In light of all this, I want to speak to three things I have heard WAY TOO OFTEN from people who should know better:
1.
I was told last week, while doing an interview on a feminist radio
show, that, ‘Of course, abortion is not the only issue that affects
women.’
2. At a party a few days ago a young woman explained
to me that ‘Feminism really did go too far, was too extreme, because I
remember when my older sister felt guilty for wanting to stay home with
her baby.’
3. And, again in the last week, I got emails from
the major pro-choice groups promising that if I just emailed ‘my’
senators, we could protect ‘choice’ in the face of the new Supreme
Court pick.
So, here goes:
1. Of course, there are many things which affect women. Most things do, we are half of humanity.
But,
there are some things which are central and defining to the role women
will play and mostly they center up around that which makes us distinct
from the other half of humanity ( our role in reproduction.
Of
course war, poverty, discrimination all disproportionately impact
women, but while we should definitely concern ourselves with all of
these issues and more, they impact women disproportionately because
women are oppressed, not because they are central and defining to the
role women play in society. For instance, even when countries are not
at war women are still oppressed and even in wealthy homes women are
beaten.
And, no, the widespread horrors of battery and rape are
not lost on me. But ending all this is exactly bound up with the
overall struggle to liberate women, including by fighting for our
fundamental right to control our own bodies and reproduction.
In
reality, saying that abortion is not the only women’s issue is making
the argument that we shouldn’t focus so much attention on this issue.

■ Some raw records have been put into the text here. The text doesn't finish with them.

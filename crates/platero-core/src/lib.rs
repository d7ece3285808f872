//! # Platero Core Library
//!
//! Plate layout, template generation and result interpretation for protein-protein
//! interaction screens run on 96-well microplates.
//!
//! ## Architectural Philosophy
//!
//! The library follows a three-layer architecture:
//!
//! - **[`core`]: The Foundation.** Stateless data models (`WellAddress`, `PlateGrid`, storage and
//!   screen plates, interaction records), the protein catalog snapshot and the file formats
//!   (templates, plate-reader results, catalog, exports).
//!
//! - **[`engine`]: The Logic Core.** Interpretation of raw reads through a template, symmetry
//!   validation of mirrored plate halves, normalization against negative controls, Z-scores and
//!   aggregation of many plates into a crosstab.
//!
//! - **[`workflows`]: The Public API.** Complete procedures built from the two layers below:
//!   generating storage and screen templates for batches, and processing a directory of
//!   results into the exported interaction tables.

pub mod core;
pub mod engine;
pub mod workflows;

It is based on either the illusion that you can make progress for women
without preserving and destigmatizing abortion and birth control or
based on willful ignorance. Take your pick ( neither is worth doing.
2. Okay, lest start with the basics: NO. Feminism did not go too far.
Sorry,
to the woman I met at this party, pull back the lens just a little bit,
would ya? I know this society teaches people to think only about
themselves, but look around you for a minute.
When were women
EVER on a societal level told that they should not make staying home
with kids their number one aspiration? When has that model EVER let up?

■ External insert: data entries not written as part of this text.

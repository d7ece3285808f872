use platero::core::io::catalog::CatalogFile;
use platero::core::io::results::{PlateReads, ResultsFile, TimepointRow};
use platero::core::io::template::{TemplateFile, fields};
use platero::core::io::traits::PlateFile;
use platero::core::naming::RESULTS_SUFFIX;
use platero::core::plate::WellAddress;
use platero::core::protein::{CatalogEntry, ProteinCatalog, ProteinRef};
use platero::core::screen::{ControlMarker, InteractionSlot};
use platero::engine::config::{ProcessingConfig, ProcessingConfigBuilder, ScreenConfigBuilder};
use platero::engine::error::EngineError;
use platero::engine::progress::ProgressReporter;
use platero::workflows::{generate, process};
use std::fs;
use std::path::{Path, PathBuf};
use tempfile::{TempDir, tempdir};

const TIMESHIFT: &str = "00:30:00";

fn protein(id: String, family: &str, index: usize) -> ProteinRef {
    ProteinRef {
        label: format!("{}{}", family, index),
        family: family.to_string(),
        subfamily: format!("{}-a", family),
        nickname: format!("{}_{}", family.to_lowercase(), index),
        ..ProteinRef::with_id(id)
    }
}

/// Batch 1: four baits. Batch 2: ten preys.
fn write_catalog(dir: &Path) -> ProteinCatalog {
    let mut entries = Vec::new();
    for i in 0..4 {
        entries.push(CatalogEntry {
            batch: 1,
            order: i as u32,
            protein: protein(format!("AT1G{:05}", i + 1), "NAC", i),
            cloned: true,
        });
    }
    for i in 0..10 {
        let family = if i % 2 == 0 { "ARF" } else { "MYB" };
        entries.push(CatalogEntry {
            batch: 2,
            order: i as u32,
            protein: protein(format!("AT2G{:05}", i + 1), family, i),
            cloned: true,
        });
    }
    let path = dir.join("proteins.csv");
    CatalogFile::write_to_path(&entries, &path).unwrap();
    CatalogFile::load(&path).unwrap()
}

/// Fills in the Timeshift of a template and writes a matching plate-reader export next to it.
fn fake_reads(template_path: &Path) -> PathBuf {
    let mut template = TemplateFile::read_from_path(template_path).unwrap();
    template.metadata.insert(fields::TIMESHIFT, TIMESHIFT);
    TemplateFile::write_to_path(&template, template_path).unwrap();

    let slots = template.screen_slots().unwrap();
    let value = |address: WellAddress| match slots.get(address) {
        InteractionSlot::Empty => None,
        InteractionSlot::Control {
            marker: ControlMarker::NegativeControl,
            ..
        } => Some(10.0),
        InteractionSlot::Control { .. } => Some(100.0),
        InteractionSlot::Pair { .. } => Some(5.0 + (address.index() % 7) as f64),
    };
    let wells: Vec<WellAddress> = WellAddress::all().collect();
    let reads = PlateReads {
        metadata: vec![("Instrument".to_string(), "Reader".to_string())],
        rows: vec![
            TimepointRow {
                timepoint: "0:00:00".to_string(),
                values: wells.iter().map(|_| Some(1.0)).collect(),
            },
            TimepointRow {
                timepoint: "0:30:00".to_string(),
                values: wells.iter().map(|w| value(*w)).collect(),
            },
        ],
        wells,
    };

    let file_name = template_path.file_name().unwrap().to_str().unwrap();
    let results_name = file_name.replace("_template.csv", RESULTS_SUFFIX);
    let results_path = template_path.with_file_name(results_name);
    ResultsFile::write_to_path(&reads, &results_path).unwrap();
    results_path
}

struct Screen {
    dir: TempDir,
    catalog: ProteinCatalog,
    templates: Vec<PathBuf>,
}

fn screen() -> Screen {
    let dir = tempdir().unwrap();
    let catalog = write_catalog(dir.path());
    let config = ScreenConfigBuilder::new()
        .output_dir(dir.path().join("plates"))
        .bait_batches(vec![1])
        .prey_batches(vec![2])
        .build()
        .unwrap();
    let templates: Vec<PathBuf> =
        generate::screen_templates(&catalog, &config, &ProgressReporter::new())
            .unwrap()
            .into_iter()
            .map(|t| t.path)
            .collect();
    for template in &templates {
        fake_reads(template);
    }
    Screen {
        dir,
        catalog,
        templates,
    }
}

fn processing_config(screen: &Screen, parallel: bool) -> ProcessingConfig {
    ProcessingConfigBuilder::new()
        .input_dir(screen.dir.path().join("plates"))
        .output_dir(screen.dir.path().join("out"))
        .parallel(parallel)
        .build()
        .unwrap()
}

#[test]
fn generated_plates_are_processed_into_exports() {
    let screen = screen();
    assert_eq!(screen.templates.len(), 2);

    let result = process::run(
        &screen.catalog,
        &processing_config(&screen, false),
        &ProgressReporter::new(),
    )
    .unwrap();

    let dataset = &result.dataset;
    assert_eq!(dataset.records.len(), 40);
    assert!(dataset.duplicates.is_empty());
    assert!(result.skipped.is_empty());
    assert!(dataset.records.iter().all(|r| {
        r.normalized_value.is_some() && r.z_score_plate.is_some() && r.z_score_global.is_some()
    }));

    let crosstab = dataset.crosstab();
    let baits: Vec<_> = crosstab.columns.iter().map(|c| c.label.as_str()).collect();
    assert_eq!(baits, vec!["NAC0", "NAC1", "NAC2", "NAC3"]);
    assert_eq!(crosstab.rows.len(), 10);
    assert_eq!(crosstab.missing, 0);

    let out = screen.dir.path().join("out");
    let mut exported: Vec<_> = fs::read_dir(&out)
        .unwrap()
        .map(|e| e.unwrap().file_name().into_string().unwrap())
        .collect();
    exported.sort();
    assert_eq!(
        exported,
        vec![
            "interactions.csv",
            "interactions_Z4.csv",
            "interactions_Z4_crosstab.csv",
            "interactions_Z4_plate.csv",
            "interactions_Z4_plate_crosstab.csv",
            "interactions_Z6.csv",
            "interactions_Z6_crosstab.csv",
            "interactions_Z6_plate.csv",
            "interactions_Z6_plate_crosstab.csv",
            "interactions_crosstab.csv",
        ]
    );
    assert_eq!(result.exported.len(), 10);

    let table = fs::read_to_string(out.join("interactions.csv")).unwrap();
    assert_eq!(table.lines().count(), 41);
    assert!(table.lines().next().unwrap().starts_with("Bait,Prey,Normalized,Value,NC"));
}

#[test]
fn parallel_processing_matches_sequential() {
    let screen = screen();
    let reporter = ProgressReporter::new();
    let sequential = process::run(&screen.catalog, &processing_config(&screen, false), &reporter)
        .unwrap();
    let parallel =
        process::run(&screen.catalog, &processing_config(&screen, true), &reporter).unwrap();
    assert_eq!(sequential.dataset, parallel.dataset);
}

#[test]
fn asymmetric_plate_fails_the_whole_run() {
    let screen = screen();
    let path = &screen.templates[0];
    let mut template = TemplateFile::read_from_path(path).unwrap();
    let a7: WellAddress = "A7".parse().unwrap();
    let b7: WellAddress = "B7".parse().unwrap();
    let swapped = template.cells.get(a7).clone();
    template.cells.set(a7, template.cells.get(b7).clone());
    template.cells.set(b7, swapped);
    TemplateFile::write_to_path(&template, path).unwrap();

    let result = process::run(
        &screen.catalog,
        &processing_config(&screen, false),
        &ProgressReporter::new(),
    );

    match result {
        Err(EngineError::PlateFailed { source, .. }) => {
            assert!(matches!(*source, EngineError::Asymmetry(_)));
        }
        other => panic!("unexpected result: {:?}", other.map(|r| r.exported)),
    }
    assert!(!screen.dir.path().join("out").join("interactions.csv").exists());
}

#[test]
fn template_without_timeshift_is_rejected() {
    let screen = screen();
    let path = &screen.templates[1];
    let mut template = TemplateFile::read_from_path(path).unwrap();
    template.metadata.insert(fields::TIMESHIFT, "");
    TemplateFile::write_to_path(&template, path).unwrap();

    let result = process::run(
        &screen.catalog,
        &processing_config(&screen, false),
        &ProgressReporter::new(),
    );
    match result {
        Err(EngineError::PlateFailed { plate, source }) => {
            assert!(plate.starts_with("plate_00002"));
            assert!(matches!(*source, EngineError::Validation(_)));
        }
        other => panic!("unexpected result: {:?}", other.map(|r| r.exported)),
    }
}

Sure, maybe you lived in a somewhat ‘enlightened’ enclave. Maybe your
parents and those immediately around you didn’t tell you that your
biggest priority should be kids ( but this in no way was enforced by
the state, legislated, propagated by the major means of communication
and culture. And for most women, this message never reached.
I
am not infatuated with everything the women’s liberation movement ever
did, either, but not because it went too far, but because in the main
it did not go far enough. We still live in a patriarchal society
because we still live in a class society ( and that won’t change short
of revolution.
So, yes, women do have undue burdens and double
standards put on us ( but get over this notion of how you were
oppressed by the women’s movement because you want the right to stay
home and raise kids. That has always remained not only an option for
those who can afford it, but it is the main promoted and upheld option
for most women in society – which probably has a lot to do with why you
and your sister have been conditioned to long for that role.
Kids
are great and we need a society that doesn’t pit living a full life as
part of larger society against the ability to raise critically
thinking, happy, healthy kids ( but doing so requires going further:
ending job discrimination, breaking down gender divisions around
housework and child-rearing, achieving affordable and collective
child-care, transforming social attitudes. All of this ( and much more
( has been done in socialist societies and much more waits to be done.
You want to get out of a lose-lose situation ( then, as the
Revolutionary Communist Party says, ‘Break the Chains! Unleash the Fury
of Women as a Mighty Force for Revolution!’ Don’t piss and whine about
the good aspects of what our parent’s generation struggled so hard for.
3. Okay, sorry NARAL, I am going to call you out by name. Your
letter writing campaign wasn’t going to and didn’t stop Judge Roberts.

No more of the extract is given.